Member of the Minnesota House of Representatives from the 26A district
- Incumbent
- Assumed office January 14, 2025
- Preceded by: Gene Pelowski

Winona City Council member
- In office 2021–2025
- Preceded by: Paul Schollmeier
- Succeeded by: Jason Dicus

Personal details
- Born: 1972 or 1973 (age 52–53)
- Party: Republican
- Spouse: Michelle
- Education: Cotter High School (secondary) Winona State University (A.A.)
- Occupation: Firefighter; Legislator; Business owner;
- Website: Government website Campaign website

= Aaron Repinski =

American politician

Aaron Repinski (born c. 1972) is an American politician serving in the Minnesota House of Representatives since 2025. A member of the Republican Party of Minnesota, he represents District 26A, in Winona County.

== Early life, education and career ==
Repinski grew up in Winona, Minnesota, where he attended Cotter High School. He received an associate's degree from Winona State University. Earlier in life, he was a firefighter in Winona and in Fountain City, Wisconsin.
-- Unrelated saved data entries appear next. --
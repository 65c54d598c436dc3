mod create_reminder;
mod delete_reminder;
mod get_reminder;
mod get_reminders;
mod send_due_reminders;
mod update_reminder;

use actix_web::web;
use agenda_domain::{Reminder, User, ID};
use agenda_infra::AgendaContext;
use create_reminder::create_reminder_controller;
use delete_reminder::delete_reminder_controller;
use get_reminder::get_reminder_controller;
use get_reminders::get_reminders_controller;
pub use send_due_reminders::SendDueRemindersUseCase;
use update_reminder::update_reminder_controller;

pub fn configure_routes(cfg: &mut web::ServiceConfig) {
    cfg.route("/reminders", web::post().to(create_reminder_controller));
    cfg.route("/reminders", web::get().to(get_reminders_controller));
    cfg.route(
        "/reminders/{reminder_id}",
        web::get().to(get_reminder_controller),
    );
    cfg.route(
        "/reminders/{reminder_id}",
        web::put().to(update_reminder_controller),
    );
    cfg.route(
        "/reminders/{reminder_id}",
        web::patch().to(update_reminder_controller),
    );
    cfg.route(
        "/reminders/{reminder_id}",
        web::delete().to(delete_reminder_controller),
    );
}

/// The `Reminder` if it exists and belongs to an `Event` owned by the `User`
async fn find_user_reminder(
    reminder_id: &ID,
    user: &User,
    ctx: &AgendaContext,
) -> Option<Reminder> {
    let reminder = ctx.repos.reminders.find(reminder_id).await?;
    crate::event::find_user_event(&reminder.event_id, user, ctx).await?;
    Some(reminder)
}

/// Whether another `Reminder` of the same `Event` already fires at the
/// same lead time on the same channel
async fn has_conflict(reminder: &Reminder, ctx: &AgendaContext) -> anyhow::Result<bool> {
    Ok(ctx
        .repos
        .reminders
        .find_by_event(&reminder.event_id)
        .await?
        .iter()
        .any(|r| r.conflicts_with(reminder)))
}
In 2020, he was elected to represent the at-large district of the Winona City Council, defeating incumbent Paul Schollmeier by over 11 percentage points.

== Minnesota House of Representatives ==
In 2024, after 38 years in office, Gene Pelowski of the Minnesota Democratic-Farmer-Labor Party, representative for Legislative District 26A in the Minnesota House of Representatives, retired and did not seek reelection. District 26A was quickly identified as a potential flip for the Republican Party: although Pelowski had won by over 10 points in 2022, the Winona area been trending conservative in recent years.

Repinski ran for the seat in the 2024 election, defeating S. James Doerr in the Republican primary. He then won the general election by five points over the DFL nominee, Fair Vote Minnesota leader Sarah Kruger. This was a 16-point swing in favor of the Republican Party, one of the largest swings in the House that year.

== Electoral history ==

2020 Winona Council Member at Large
| Candidate |  | Votes | % |
|---|---|---|---|
| Aaron Repinski |  | 6,559 | 55.70 |
| Paul Schollmeier |  | 5,171 | 43.92 |
| Write-in |  | 45 | 0.38 |
| Total votes |  | 11,775 | 100.0 |

2024 Minnesota House District 26A Republican primary
| Party |  | Candidate | Votes | % |
|---|---|---|---|---|
|  | Republican | Aaron Repinski | 2,247 | 86.69% |
|  | Republican | S. James Doerr | 345 | 13.31% |
| Total votes |  |  | 2,592 | 100% |

2024 Minnesota House District 26A
| Party |  | Candidate | Votes | % |
|  | Republican | Aaron Repinski | 12,240 | 52.74 |
|  | Democratic (DFL) | Sarah Kruger | 10,916 | 47.04 |
|  | Write-in |  | 52 | 0.22 |
| Total votes |  |  | 23,208 | 100.00 |
|  | Republican gain from Democratic (DFL) |  |  |  |  |  |

== Personal life ==
Repinski lives in Winona with his wife, Michelle. He is a member of the Basilica of Saint Stanislaus Kostka, a minor basilica of the Roman Catholic Church. He owns Winona Tour Boat, a company offering Mississippi River cruises. He also officiates weddings and has a hypnosis act.